I am currently reading my way through a long list of science fiction and fantasy titles. (http://www.npr.org/2011/08/07/138938145/science-fiction-and-fantasy-finalists if you are interested in the list).
On June 5, 2002, fourteen-year-old Elizabeth Smart, the daughter of a close-knit Mormon family, was taken from her home in the middle of the night by religious fanatic, Brian David Mitchell and his wife, Wanda Barzee. She was kept chained, dressed in disguise, repeatedly raped, and told she and her family would be killed if she tried to escape. After her rescue on March 12, 2003, she rejoined her family and worked to pick up the pieces of her life.
Now for the first time, in her memoir, MY STORY, she tells of the constant fear she endured every hour, her courageous determination to maintain hope, and how she devised a plan to manipulate her captors and convinced them to return to Utah, where she was rescued minutes after arriving. Smart explains how her faith helped her stay sane in the midst of a nightmare and how she found the strength to confront her captors at their trial and see that justice was served.
Strange things happen when I’m bored. I was in the public library, waiting for my laptop to digest some security updates and just happened to lean over and grab this book. “Oh, I remember this story,” I thought. “I’ll just read a few pages while the computer updates.” Well, I had been away on vacation for two weeks, and there were a lot of updates to grind through. By the time it was done, I was several chapters in and hooked.
I can’t resist books like these—tales of women who survived some of the worst situations that they could ever have found themselves in and who emerge from the experience able to share their stories and proclaim their transcendence over them. I chalk some of it up to the same instinct that makes us want to gawk at traffic accidents: identify the problem so as to try to avoid it in the future.

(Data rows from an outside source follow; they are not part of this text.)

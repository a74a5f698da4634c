use crate::formats::{json_format::JsonFormatParser, ron_format::RonFormatParser, FormatParser};
use crate::{LoadError, PatternLibrary};
use std::path::Path;

/// Picks the parser matching a file's extension.
///
/// `.json` selects JSON and `.ron` selects RON, case-insensitively.
pub fn parser_for_path(path: &Path) -> Result<Box<dyn FormatParser>, LoadError> {
    let extension = path
        .extension()
        .and_then(|ext| ext.to_str())
        .map(str::to_ascii_lowercase);
    match extension.as_deref() {
        Some("json") => Ok(Box::new(JsonFormatParser::new())),
        Some("ron") => Ok(Box::new(RonFormatParser::new())),
        Some(other) => Err(LoadError::UnsupportedFormat(format!(".{other}"))),
        None => Err(LoadError::UnsupportedFormat(format!(
            "{} has no extension",
            path.display()
        ))),
    }
}

/// Loads a pattern library from a specified file.
///
/// # Arguments
///
/// * `path` - The path to the pattern definition file (a `.json` or `.ron` file).
///
/// # Returns
///
/// A `Result` containing the validated `PatternLibrary` on success,
/// or a `LoadError` on failure.
pub fn load_from_file(path: &Path) -> Result<PatternLibrary, LoadError> {
    let parser = parser_for_path(path)?;
    let content = std::fs::read_to_string(path)?;
    log::debug!(
        "Parsing pattern library {} as {}",
        path.display(),
        parser.format_name()
    );
    let library = parser.parse(&content)?;
    log::info!(
        "Loaded {} patterns ({}x{} blocks) from {}",
        library.len(),
        library.block_size(),
        library.block_size(),
        path.display()
    );
    Ok(library)
}
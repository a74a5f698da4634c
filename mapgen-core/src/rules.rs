//! Pairwise pattern compatibility derived from connectors.

use bitvec::prelude::*;
use mapgen_rules::{Direction, Pattern, MAX_NUM_PATTERNS};

/// Precomputed pattern compatibility for each direction.
///
/// Stores, for every direction and source pattern, the set of patterns that
/// may sit next to it in that direction. Derived once per library from the
/// connector rules in [`Pattern::is_compatible_with`].
#[derive(Debug, Clone)]
pub struct CompatibilityTable {
    num_patterns: usize,
    /// Indexing: `direction_index * num_patterns + source`.
    supported: Vec<BitVec>,
}

const fn direction_index(direction: Direction) -> usize {
    match direction {
        Direction::North => 0,
        Direction::East => 1,
        Direction::South => 2,
        Direction::West => 3,
    }
}

impl CompatibilityTable {
    /// Builds the table for a pattern list.
    pub fn new(patterns: &[Pattern]) -> Self {
        let num_patterns = patterns.len();
        let mut supported = Vec::with_capacity(Direction::ALL.len() * num_patterns);
        for direction in Direction::ALL {
            for source in patterns {
                let mut row = bitvec![0; MAX_NUM_PATTERNS];
                for (index, target) in patterns.iter().enumerate() {
                    if source.is_compatible_with(target, direction) {
                        row.set(index, true);
                    }
                }
                supported.push(row);
            }
        }
        Self {
            num_patterns,
            supported,
        }
    }

    /// Number of patterns covered.
    pub const fn num_patterns(&self) -> usize {
        self.num_patterns
    }

    /// Checks if `target` may sit in `direction` from `source`.
    ///
    /// Returns `false` if either index is out of range.
    #[inline]
    pub fn check(&self, source: usize, target: usize, direction: Direction) -> bool {
        self.row(source, direction)
            .and_then(|row| row.get(target).map(|bit| *bit))
            .unwrap_or(false)
    }

    /// Patterns allowed in `direction` from `source`.
    pub fn row(&self, source: usize, direction: Direction) -> Option<&BitVec> {
        if source >= self.num_patterns {
            return None;
        }
        self.supported
            .get(direction_index(direction) * self.num_patterns + source)
    }

    /// Union of allowed neighbors over every pattern set in `sources`.
    pub fn supported_by(&self, sources: &BitSlice, direction: Direction) -> BitVec {
        let mut union = bitvec![0; MAX_NUM_PATTERNS];
        for source in sources.iter_ones() {
            if let Some(row) = self.row(source, direction) {
                for target in row.iter_ones() {
                    union.set(target, true);
                }
            }
        }
        union
    }
}

#[cfg(test)]
mod tests {
    use super::*;

    fn patterns() -> Vec<Pattern> {
        vec![
            Pattern::new(0, &["..."], &Direction::ALL),
            Pattern::new(1, &["###"], &[]),
            Pattern::new(2, &["#.#"], &[Direction::North, Direction::South]),
        ]
    }

    #[test]
    fn test_check_matches_connector_rules() {
        let table = CompatibilityTable::new(&patterns());
        assert!(table.check(0, 0, Direction::East));
        assert!(table.check(1, 1, Direction::East));
        assert!(!table.check(0, 1, Direction::East));
        assert!(table.check(2, 0, Direction::North));
        assert!(!table.check(2, 0, Direction::East));
        assert!(table.check(2, 1, Direction::East));
        assert!(!table.check(5, 0, Direction::East));
    }

    #[test]
    fn test_supported_by_unions_rows() {
        let table = CompatibilityTable::new(&patterns());
        let mut sources = bitvec![0; MAX_NUM_PATTERNS];
        sources.set(0, true);
        sources.set(1, true);
        let union = table.supported_by(&sources, Direction::South);
        // 0 supports 0 and 2 southwards, 1 supports only 1.
        assert_eq!(union.iter_ones().collect::<Vec<_>>(), vec![0, 1, 2]);
    }
}
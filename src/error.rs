use mapgen_core::MapGenError;
use mapgen_rules::LoadError;
use thiserror::Error;

#[derive(Error, Debug)]
pub enum AppError {
    #[error("Configuration Error: {0}")]
    Config(String),

    #[error("IO Error: {0}")]
    Io(#[from] std::io::Error),

    #[error("Pattern Library Error: {0}")]
    Load(#[from] LoadError),

    #[error("Map Generation Error: {0}")]
    MapGen(#[from] MapGenError),

    #[error(transparent)]
    Anyhow(#[from] anyhow::Error),
}
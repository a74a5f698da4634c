//! Seeded generation: layout, fixtures, validation, rerolls.
//!
//! A seed string fully determines the result. Each attempt draws its layout
//! and placement randomness from streams keyed by the seed and attempt index,
//! so a rejected attempt never disturbs the next one.

use crate::ascii::AsciiGrid;
use crate::carve::{carve, CarveConfig};
use crate::placement::{place_required, PlacementError};
use crate::playability::{validate_routing, PlayabilityReport, RoutingError};
use crate::runner::{self, WfcConfig};
use crate::seed::{GenerationSession, Stage};
use crate::WfcError;
use log::{debug, info, warn};
use mapgen_rules::PatternLibrary;
#[cfg(feature = "serde")]
use serde::{Deserialize, Serialize};
use std::fmt;
use thiserror::Error;

/// Attempts per layout source before giving up.
pub const DEFAULT_REROLL_ATTEMPTS: usize = 25;

/// Smallest accepted output side.
pub const MIN_DIMENSION: usize = 7;

/// Seed used when the caller passes an empty one.
pub const DEFAULT_SEED: &str = "seed";

/// Which generator produces the raw layout.
#[derive(Debug, Clone, Copy, PartialEq, Eq, Hash, Default)]
#[cfg_attr(feature = "serde", derive(Serialize, Deserialize))]
#[cfg_attr(feature = "serde", serde(rename_all = "lowercase"))]
pub enum LayoutSource {
    /// Constraint propagation over the pattern library.
    Wfc,
    /// Carve-and-repair, no library needed.
    #[default]
    Carve,
}

impl LayoutSource {
    const fn stage(self) -> Stage {
        match self {
            Self::Wfc => Stage::WfcLayout,
            Self::Carve => Stage::Layout,
        }
    }
}

impl fmt::Display for LayoutSource {
    fn fmt(&self, f: &mut fmt::Formatter<'_>) -> fmt::Result {
        f.write_str(match self {
            Self::Wfc => "wfc",
            Self::Carve => "carve",
        })
    }
}

/// Broad floor-plan flavor, picked from the seed.
#[derive(Debug, Clone, Copy, PartialEq, Eq, Hash)]
#[cfg_attr(feature = "serde", derive(Serialize, Deserialize))]
pub enum Archetype {
    OpenHall,
    MultiRoom,
    BackRoom,
    LoopRing,
}

impl Archetype {
    /// Buckets a seed hash: 40% open hall, 35% multi-room, 15% back room,
    /// 10% loop ring.
    pub const fn from_hash(hash: u64) -> Self {
        match hash % 100 {
            0..=39 => Self::OpenHall,
            40..=74 => Self::MultiRoom,
            75..=89 => Self::BackRoom,
            _ => Self::LoopRing,
        }
    }

    /// Wall segments to carve into a `rows` x `cols` room.
    pub fn num_walls(self, rows: usize, cols: usize, hash: u64) -> usize {
        let base = (rows * cols / 100).max(1);
        // hash % 3 always fits.
        let jitter = (hash % 3) as usize;
        match self {
            Self::OpenHall => (base + jitter).saturating_sub(1).max(1),
            Self::MultiRoom => base + 2 + jitter,
            Self::BackRoom => base + 1 + jitter,
            Self::LoopRing => base + 3 + jitter,
        }
    }

    /// Tables to place; open plans get more seating.
    pub const fn table_count(self) -> usize {
        match self {
            Self::OpenHall => 3,
            Self::MultiRoom | Self::BackRoom => 2,
            Self::LoopRing => 1,
        }
    }
}

impl fmt::Display for Archetype {
    fn fmt(&self, f: &mut fmt::Formatter<'_>) -> fmt::Result {
        f.write_str(match self {
            Self::OpenHall => "OpenHall",
            Self::MultiRoom => "MultiRoom",
            Self::BackRoom => "BackRoom",
            Self::LoopRing => "LoopRing",
        })
    }
}

/// What to generate.
#[derive(Debug, Clone, PartialEq, Eq)]
#[cfg_attr(feature = "serde", derive(Serialize, Deserialize))]
pub struct GenerationContext {
    /// Output rows.
    pub rows: usize,
    /// Output columns.
    pub cols: usize,
    /// Preferred layout generator; seed prefixes override it.
    pub layout_source: LayoutSource,
    /// Attempts per layout source.
    pub reroll_attempts: usize,
    /// Retry with carving once constraint propagation runs out of attempts.
    pub fallback_to_carve: bool,
}

impl Default for GenerationContext {
    fn default() -> Self {
        Self {
            rows: 20,
            cols: 20,
            layout_source: LayoutSource::default(),
            reroll_attempts: DEFAULT_REROLL_ATTEMPTS,
            fallback_to_carve: true,
        }
    }
}

impl GenerationContext {
    /// Default settings at a given size.
    pub fn new(rows: usize, cols: usize) -> Self {
        Self {
            rows,
            cols,
            ..Self::default()
        }
    }

    /// Rejects sizes below the minimum and a zero attempt budget.
    pub fn validate(&self) -> Result<(), MapGenError> {
        if self.rows < MIN_DIMENSION || self.cols < MIN_DIMENSION {
            return Err(MapGenError::InvalidContext(format!(
                "grid must be at least {MIN_DIMENSION}x{MIN_DIMENSION}, got {}x{}",
                self.rows, self.cols
            )));
        }
        if self.reroll_attempts == 0 {
            return Err(MapGenError::InvalidContext(
                "reroll_attempts must be at least 1".to_string(),
            ));
        }
        Ok(())
    }
}

/// An accepted map.
#[derive(Debug, Clone, PartialEq, Eq)]
pub struct GeneratedAscii {
    /// The validated grid.
    pub grid: AsciiGrid,
    /// Flavor picked from the seed.
    pub archetype: Archetype,
    /// Generator that produced the accepted layout.
    pub layout_source: LayoutSource,
    /// Attempts consumed across every layout source tried.
    pub attempts: usize,
    /// Seed after prefix stripping.
    pub seed: String,
}

/// Why one attempt was rejected.
#[derive(Debug, Error)]
pub enum AttemptFailure {
    /// The solver stopped before finishing the layout.
    #[error("layout failed: {0}")]
    Layout(#[from] WfcError),
    /// Fixtures did not fit.
    #[error("placement failed: {0}")]
    Placement(#[from] PlacementError),
    /// Structural checks failed.
    #[error("validation failed: {0}")]
    Validation(PlayabilityReport),
    /// Customers cannot reach the register.
    #[error("routing failed: {0}")]
    Routing(RoutingError),
}

/// Errors returned by [`generate_ascii`].
#[derive(Debug, Error)]
pub enum MapGenError {
    /// The context asks for something impossible.
    #[error("Invalid generation context: {0}")]
    InvalidContext(String),
    /// Constraint-propagation layout was requested without a pattern library.
    #[error("Constraint-propagation layout needs a pattern library")]
    MissingPatternLibrary,
    /// The pattern library cannot drive the solver.
    #[error("Solver setup failed: {0}")]
    Wfc(#[from] WfcError),
    /// Every attempt was rejected.
    #[error("No playable map for seed '{seed}' after {attempts} attempts; last failure: {last_failure}")]
    RerollsExhausted {
        seed: String,
        attempts: usize,
        last_failure: String,
    },
}

/// Calls `attempt_fn` with attempt indices `0..max_attempts` until it succeeds.
///
/// # Returns
///
/// * `Ok((value, calls))` with the first success and how many calls it took.
/// * `Err(failures)` with every rejection, in order, once the budget is spent.
pub fn reroll<T, F>(max_attempts: usize, mut attempt_fn: F) -> Result<(T, usize), Vec<AttemptFailure>>
where
    F: FnMut(usize) -> Result<T, AttemptFailure>,
{
    let mut failures = Vec::new();
    for attempt in 0..max_attempts {
        match attempt_fn(attempt) {
            Ok(value) => return Ok((value, attempt + 1)),
            Err(failure) => failures.push(failure),
        }
    }
    Err(failures)
}

/// Splits a layout-forcing prefix off a seed.
///
/// `"wfc:"` forces constraint propagation, `"simple:"` and `"carve:"` force
/// carving. An empty remainder becomes [`DEFAULT_SEED`].
pub fn split_seed_prefix(seed: &str) -> (Option<LayoutSource>, String) {
    let (forced, rest) = if let Some(rest) = seed.strip_prefix("wfc:") {
        (Some(LayoutSource::Wfc), rest)
    } else if let Some(rest) = seed
        .strip_prefix("simple:")
        .or_else(|| seed.strip_prefix("carve:"))
    {
        (Some(LayoutSource::Carve), rest)
    } else {
        (None, seed)
    };
    let normalized = if rest.is_empty() { DEFAULT_SEED } else { rest };
    (forced, normalized.to_string())
}
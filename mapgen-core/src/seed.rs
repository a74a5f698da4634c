//! Seed hashing and per-stage random streams.
//!
//! Every random decision in a run draws from a stream keyed by
//! `"{seed}:{stage}:{attempt}"`, so a seed string reproduces the same map on
//! every platform.

use rand::SeedableRng;
use rand_chacha::ChaCha8Rng;

const FNV_OFFSET_BASIS: u64 = 0xcbf2_9ce4_8422_2325;
const FNV_PRIME: u64 = 1_099_511_628_211;

/// 64-bit FNV-1a over the UTF-8 bytes of `input`.
pub fn fnv1a_64(input: &str) -> u64 {
    input.bytes().fold(FNV_OFFSET_BASIS, |hash, byte| {
        (hash ^ u64::from(byte)).wrapping_mul(FNV_PRIME)
    })
}

/// A named random stream within one attempt.
#[derive(Debug, Clone, Copy, PartialEq, Eq)]
pub enum Stage {
    /// Carve-and-repair layout.
    Layout,
    /// Constraint-propagation layout.
    WfcLayout,
    /// Required-fixture placement.
    Place,
}

impl Stage {
    /// Key used when deriving the stream seed.
    pub const fn key(self) -> &'static str {
        match self {
            Self::Layout => "layout",
            Self::WfcLayout => "wfc_layout",
            Self::Place => "place",
        }
    }
}

/// Seed of the stream for `stage` in attempt `attempt`.
pub fn stage_seed(seed: &str, stage: Stage, attempt: usize) -> u64 {
    fnv1a_64(&format!("{seed}:{}:{attempt}", stage.key()))
}

/// Owns the seed and attempt counter of one generation request.
///
/// Streams are derived on demand and never shared between attempts, so
/// attempts can run in any order and still reproduce.
#[derive(Debug, Clone)]
pub struct GenerationSession {
    seed: String,
    attempt: usize,
}

impl GenerationSession {
    /// Starts a session at attempt 0.
    pub fn new(seed: impl Into<String>) -> Self {
        Self {
            seed: seed.into(),
            attempt: 0,
        }
    }

    /// Normalized seed string.
    pub fn seed(&self) -> &str {
        &self.seed
    }

    /// Hash of the seed alone, used for archetype selection.
    pub fn seed_hash(&self) -> u64 {
        fnv1a_64(&self.seed)
    }

    /// Current attempt index.
    pub const fn attempt(&self) -> usize {
        self.attempt
    }

    /// Moves to a specific attempt.
    pub fn set_attempt(&mut self, attempt: usize) {
        self.attempt = attempt;
    }

    /// Raw 64-bit seed for `stage` in the current attempt.
    pub fn stage_seed(&self, stage: Stage) -> u64 {
        stage_seed(&self.seed, stage, self.attempt)
    }

    /// A fresh generator for `stage` in the current attempt.
    pub fn rng(&self, stage: Stage) -> ChaCha8Rng {
        ChaCha8Rng::seed_from_u64(self.stage_seed(stage))
    }
}

#[cfg(test)]
mod tests {
    use super::*;
    use rand::Rng;

    #[test]
    fn test_fnv1a_known_values() {
        assert_eq!(fnv1a_64(""), 0xcbf2_9ce4_8422_2325);
        assert_eq!(fnv1a_64("a"), 0xaf63_dc4c_8601_ec8c);
        assert_eq!(fnv1a_64("foobar"), 0x8594_4171_f739_67e8);
    }

    #[test]
    fn test_stage_seed_varies_with_inputs() {
        let baseline = stage_seed("alpha", Stage::Layout, 0);
        assert_ne!(baseline, stage_seed("beta", Stage::Layout, 0));
        assert_ne!(baseline, stage_seed("alpha", Stage::Place, 0));
        assert_ne!(baseline, stage_seed("alpha", Stage::Layout, 1));
        assert_eq!(baseline, fnv1a_64("alpha:layout:0"));
    }

    #[test]
    fn test_session_streams_reproduce() {
        let mut session = GenerationSession::new("gamma");
        session.set_attempt(3);
        let first: Vec<u32> = session.rng(Stage::WfcLayout).sample_iter(rand::distributions::Standard).take(8).collect();
        let again: Vec<u32> = session.rng(Stage::WfcLayout).sample_iter(rand::distributions::Standard).take(8).collect();
        assert_eq!(first, again);
        assert_eq!(session.stage_seed(Stage::WfcLayout), fnv1a_64("gamma:wfc_layout:3"));
    }
}
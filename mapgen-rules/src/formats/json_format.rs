use crate::formats::FormatParser;
#[cfg(feature = "serde")]
use crate::formats::raw::RawLibrary;
use crate::{LoadError, PatternLibrary};

/// A parser implementation for JSON pattern files.
///
/// Accepts `max_rows`/`max_cols` as aliases for `rows`/`cols`.
pub struct JsonFormatParser;

impl Default for JsonFormatParser {
    fn default() -> Self {
        Self::new()
    }
}

impl JsonFormatParser {
    /// Creates a new JSON format parser
    pub const fn new() -> Self {
        Self
    }
}

impl FormatParser for JsonFormatParser {
    fn format_name(&self) -> &'static str {
        "JSON"
    }

    #[cfg(feature = "serde")]
    fn parse(&self, json_content: &str) -> Result<PatternLibrary, LoadError> {
        let raw: RawLibrary = serde_json::from_str(json_content)
            .map_err(|e| LoadError::ParseError(format!("JSON deserialization failed: {e}")))?;
        raw.into_library()
    }

    /// Stub implementation when the `serde` feature is not enabled.
    #[cfg(not(feature = "serde"))]
    fn parse(&self, _json_content: &str) -> Result<PatternLibrary, LoadError> {
        Err(LoadError::FeatureNotEnabled(
            "serde (required for JSON parsing)".to_string(),
        ))
    }
}
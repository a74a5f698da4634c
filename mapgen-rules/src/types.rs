use std::collections::BTreeSet;
use std::fmt;
use thiserror::Error;

/// Upper bound on the number of patterns a library may hold.
///
/// Possibility sets are allocated at this fixed width, so a library with more
/// patterns cannot be represented.
pub const MAX_NUM_PATTERNS: usize = 64;

/// Default solver grid extent when a configuration omits `rows`/`cols`.
pub const DEFAULT_GRID_EXTENT: usize = 3;

/// Represents a unique identifier for a pattern.
///
/// Used as an index into the pattern list and into possibility bit vectors.
#[derive(Debug, Clone, Copy, PartialEq, Eq, Hash, PartialOrd, Ord)]
pub struct PatternId(pub usize);

/// One of the four connector directions of a pattern.
#[derive(Debug, Clone, Copy, PartialEq, Eq, Hash, PartialOrd, Ord)]
pub enum Direction {
    /// Towards row 0.
    North,
    /// Towards the last column.
    East,
    /// Towards the last row.
    South,
    /// Towards column 0.
    West,
}

impl Direction {
    /// All directions in a fixed order.
    pub const ALL: [Self; 4] = [Self::North, Self::East, Self::South, Self::West];

    /// Returns the direction pointing the other way.
    pub const fn opposite(self) -> Self {
        match self {
            Self::North => Self::South,
            Self::East => Self::West,
            Self::South => Self::North,
            Self::West => Self::East,
        }
    }

    /// Row and column offset of the neighbor in this direction.
    pub const fn offset(self) -> (isize, isize) {
        match self {
            Self::North => (-1, 0),
            Self::East => (0, 1),
            Self::South => (1, 0),
            Self::West => (0, -1),
        }
    }

    /// Parses a connector name as it appears in pattern configuration files.
    ///
    /// Accepts the single letter form (`"N"`) and the full name (`"North"`).
    pub fn from_name(name: &str) -> Option<Self> {
        match name {
            "N" | "North" => Some(Self::North),
            "E" | "East" => Some(Self::East),
            "S" | "South" => Some(Self::South),
            "W" | "West" => Some(Self::West),
            _ => None,
        }
    }

    /// Single letter name used in configuration files.
    pub const fn short_name(self) -> &'static str {
        match self {
            Self::North => "N",
            Self::East => "E",
            Self::South => "S",
            Self::West => "W",
        }
    }
}

impl fmt::Display for Direction {
    fn fmt(&self, f: &mut fmt::Formatter<'_>) -> fmt::Result {
        f.write_str(self.short_name())
    }
}

/// A template tile used by the layout solver.
///
/// Patterns are immutable once loaded. Per-run use budgets live in the solver,
/// never here, so one library can drive any number of runs.
#[derive(Debug, Clone, PartialEq, Eq)]
pub struct Pattern {
    /// Index of this pattern inside its library.
    pub id: PatternId,
    /// Square character block rendered for a cell collapsed to this pattern.
    pub pat: Vec<String>,
    /// Directions in which this pattern opens onto its neighbor.
    pub connections: BTreeSet<Direction>,
    /// The solver seeds this pattern before the main loop.
    pub required: bool,
    /// Wildcard: compatible with every neighbor in every direction.
    pub any_connection: bool,
    /// May only occupy border cells.
    pub edge_only: bool,
    /// Maximum number of placements per run, `None` for unlimited.
    pub max_count: Option<u32>,
}

impl Pattern {
    /// Creates an unrestricted pattern with the given block and connectors.
    pub fn new(id: usize, pat: &[&str], connections: &[Direction]) -> Self {
        Self {
            id: PatternId(id),
            pat: pat.iter().map(|row| (*row).to_owned()).collect(),
            connections: connections.iter().copied().collect(),
            required: false,
            any_connection: false,
            edge_only: false,
            max_count: None,
        }
    }

    /// Marks the pattern as required with the given placement budget.
    #[must_use]
    pub const fn required(mut self, max_count: Option<u32>) -> Self {
        self.required = true;
        self.max_count = max_count;
        self
    }

    /// Restricts the pattern to border cells.
    #[must_use]
    pub const fn edge_only(mut self) -> Self {
        self.edge_only = true;
        self
    }

    /// Makes the pattern a wildcard for compatibility checks.
    #[must_use]
    pub const fn any_connection(mut self) -> Self {
        self.any_connection = true;
        self
    }

    /// Caps the number of placements per run.
    #[must_use]
    pub const fn with_max_count(mut self, max_count: u32) -> Self {
        self.max_count = Some(max_count);
        self
    }

    /// Returns true if the pattern opens in `direction`.
    pub fn connects(&self, direction: Direction) -> bool {
        self.connections.contains(&direction)
    }

    /// Side length of the (square) character block.
    pub fn block_size(&self) -> usize {
        self.pat.len()
    }

    /// Checks whether `self` may sit next to `other`, with `other` lying in
    /// `direction` from `self`.
    ///
    /// Wildcards are always compatible. Otherwise both sides must agree: either
    /// both open towards each other or neither does.
    pub fn is_compatible_with(&self, other: &Self, direction: Direction) -> bool {
        if self.any_connection || other.any_connection {
            return true;
        }
        self.connects(direction) == other.connects(direction.opposite())
    }
}

/// Errors that can occur while assembling a `PatternLibrary`.
#[derive(Error, Debug, Clone, PartialEq, Eq)]
pub enum LibraryError {
    /// The library has no patterns at all.
    #[error("Pattern library must contain at least one pattern.")]
    Empty,
    /// More patterns than fit in a possibility set.
    #[error("Pattern library holds {0} patterns, at most {MAX_NUM_PATTERNS} are supported.")]
    TooManyPatterns(usize),
    /// Solver grid dimensions must be positive.
    #[error("Solver grid dimensions must be positive, got {rows}x{cols}.")]
    InvalidDimensions {
        /// Configured row count.
        rows: usize,
        /// Configured column count.
        cols: usize,
    },
    /// A pattern block is empty or not square.
    #[error("Pattern {0} is not a non-empty square block.")]
    MalformedBlock(usize),
    /// A pattern block differs in size from the first pattern.
    #[error("Pattern {index} is {found} wide but the library uses {expected}.")]
    InconsistentBlockSize {
        /// Index of the offending pattern.
        index: usize,
        /// Block size of pattern 0.
        expected: usize,
        /// Block size of the offending pattern.
        found: usize,
    },
}

/// The full set of patterns plus the default solver grid extent.
#[derive(Debug, Clone, PartialEq, Eq)]
pub struct PatternLibrary {
    /// Default number of solver cell rows.
    pub rows: usize,
    /// Default number of solver cell columns.
    pub cols: usize,
    patterns: Vec<Pattern>,
}

impl PatternLibrary {
    /// Creates a validated library.
    ///
    /// Pattern ids are reassigned to match list positions. A required pattern
    /// without a finite budget is legal but logged, since the solver will try
    /// to seed it exactly once.
    pub fn new(rows: usize, cols: usize, mut patterns: Vec<Pattern>) -> Result<Self, LibraryError> {
        if rows == 0 || cols == 0 {
            return Err(LibraryError::InvalidDimensions { rows, cols });
        }
        if patterns.is_empty() {
            return Err(LibraryError::Empty);
        }
        if patterns.len() > MAX_NUM_PATTERNS {
            return Err(LibraryError::TooManyPatterns(patterns.len()));
        }

        let expected = patterns[0].block_size();
        for (index, pattern) in patterns.iter_mut().enumerate() {
            pattern.id = PatternId(index);
            let size = pattern.block_size();
            if size == 0 || pattern.pat.iter().any(|row| row.chars().count() != size) {
                return Err(LibraryError::MalformedBlock(index));
            }
            if size != expected {
                return Err(LibraryError::InconsistentBlockSize {
                    index,
                    expected,
                    found: size,
                });
            }
            if pattern.required && pattern.max_count.is_none() {
                log::warn!(
                    "Required pattern {index} has no max_count, consider setting it to 1"
                );
            }
        }

        Ok(Self {
            rows,
            cols,
            patterns,
        })
    }

    /// All patterns in library order.
    pub fn patterns(&self) -> &[Pattern] {
        &self.patterns
    }

    /// Looks up a pattern by id.
    pub fn get(&self, id: PatternId) -> Option<&Pattern> {
        self.patterns.get(id.0)
    }

    /// Number of patterns.
    pub fn len(&self) -> usize {
        self.patterns.len()
    }

    /// Always false for a validated library.
    pub fn is_empty(&self) -> bool {
        self.patterns.is_empty()
    }

    /// Side length of every pattern block.
    pub fn block_size(&self) -> usize {
        self.patterns.first().map_or(0, Pattern::block_size)
    }
}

It is obvious from the book that Elizabeth’s Mormon faith was a great comfort and support to her during her ordeal. Although I do not espouse any particular religion, I can appreciate the fact that this philosophy helped a 14 year old survive a miserable experience. I am also amazed at how mentally tough this rather introverted and admittedly geeky young woman was—no Stockholm syndrome for Ms. Smart.
Whatever else, I think Elizabeth’s mother nailed it when she told her daughter not to give her captor even one more minute of her life—to completely disregard him from the moment she escaped. Living well really is the best revenge.